WHAT YOU WILL DO: Determine how many lines in the entries below include "FailureMode". The reply should be that number and nothing else.

===== DATASET RECORDS =====

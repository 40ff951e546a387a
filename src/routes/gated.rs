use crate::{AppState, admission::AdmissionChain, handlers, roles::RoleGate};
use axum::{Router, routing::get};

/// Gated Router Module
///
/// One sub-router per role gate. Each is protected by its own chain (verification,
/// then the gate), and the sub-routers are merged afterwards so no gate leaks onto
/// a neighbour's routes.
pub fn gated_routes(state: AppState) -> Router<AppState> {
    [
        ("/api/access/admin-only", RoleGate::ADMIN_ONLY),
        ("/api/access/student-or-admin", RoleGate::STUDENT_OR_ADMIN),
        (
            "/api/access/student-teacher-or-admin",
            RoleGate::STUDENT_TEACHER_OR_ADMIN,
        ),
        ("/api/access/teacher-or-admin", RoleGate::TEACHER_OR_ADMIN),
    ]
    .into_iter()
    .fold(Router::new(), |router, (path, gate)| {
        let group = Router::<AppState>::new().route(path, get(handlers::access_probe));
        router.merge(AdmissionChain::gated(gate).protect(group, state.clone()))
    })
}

=====
===== DATASET RECORDS =====

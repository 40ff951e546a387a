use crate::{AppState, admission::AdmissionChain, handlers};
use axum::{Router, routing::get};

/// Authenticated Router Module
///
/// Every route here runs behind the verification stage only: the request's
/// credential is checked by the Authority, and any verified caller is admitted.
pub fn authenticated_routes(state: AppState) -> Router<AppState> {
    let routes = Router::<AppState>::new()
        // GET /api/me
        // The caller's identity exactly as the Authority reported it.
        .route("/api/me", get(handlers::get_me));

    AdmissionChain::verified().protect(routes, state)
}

=====
===== DATASET RECORDS =====

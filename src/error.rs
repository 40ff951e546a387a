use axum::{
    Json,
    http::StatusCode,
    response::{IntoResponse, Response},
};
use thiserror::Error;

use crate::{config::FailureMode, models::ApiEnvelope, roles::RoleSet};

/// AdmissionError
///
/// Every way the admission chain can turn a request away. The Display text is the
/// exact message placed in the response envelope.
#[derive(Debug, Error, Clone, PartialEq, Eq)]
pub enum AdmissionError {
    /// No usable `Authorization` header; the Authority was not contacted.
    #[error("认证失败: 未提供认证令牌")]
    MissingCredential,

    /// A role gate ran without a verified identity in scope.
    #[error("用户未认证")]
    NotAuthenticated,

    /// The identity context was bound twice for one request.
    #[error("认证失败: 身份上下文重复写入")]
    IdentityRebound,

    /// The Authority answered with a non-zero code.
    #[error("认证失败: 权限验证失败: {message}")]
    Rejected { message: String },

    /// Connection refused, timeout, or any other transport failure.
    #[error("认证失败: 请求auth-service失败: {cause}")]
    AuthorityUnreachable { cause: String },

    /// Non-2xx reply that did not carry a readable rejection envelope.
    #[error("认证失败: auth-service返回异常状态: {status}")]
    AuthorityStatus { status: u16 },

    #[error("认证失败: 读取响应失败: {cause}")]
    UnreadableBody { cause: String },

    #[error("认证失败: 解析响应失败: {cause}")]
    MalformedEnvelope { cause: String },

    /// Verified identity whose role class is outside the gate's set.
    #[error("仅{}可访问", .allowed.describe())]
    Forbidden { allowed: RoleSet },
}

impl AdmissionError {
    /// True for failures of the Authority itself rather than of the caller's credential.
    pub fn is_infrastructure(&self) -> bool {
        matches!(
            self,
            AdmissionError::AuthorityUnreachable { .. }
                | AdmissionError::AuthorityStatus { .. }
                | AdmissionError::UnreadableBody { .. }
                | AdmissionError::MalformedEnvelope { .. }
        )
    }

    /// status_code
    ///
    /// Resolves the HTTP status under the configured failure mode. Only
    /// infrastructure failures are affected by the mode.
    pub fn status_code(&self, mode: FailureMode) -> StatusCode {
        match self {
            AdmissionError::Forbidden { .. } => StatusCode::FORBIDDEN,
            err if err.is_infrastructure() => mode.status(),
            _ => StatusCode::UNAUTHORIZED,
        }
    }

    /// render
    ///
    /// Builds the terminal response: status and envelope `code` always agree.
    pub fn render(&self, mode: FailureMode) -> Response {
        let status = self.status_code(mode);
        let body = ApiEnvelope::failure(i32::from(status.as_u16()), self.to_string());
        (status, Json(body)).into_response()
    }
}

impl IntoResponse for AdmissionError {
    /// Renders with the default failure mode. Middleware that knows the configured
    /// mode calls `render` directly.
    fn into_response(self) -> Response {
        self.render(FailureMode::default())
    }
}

=====

WRITTEN ANSWER: 4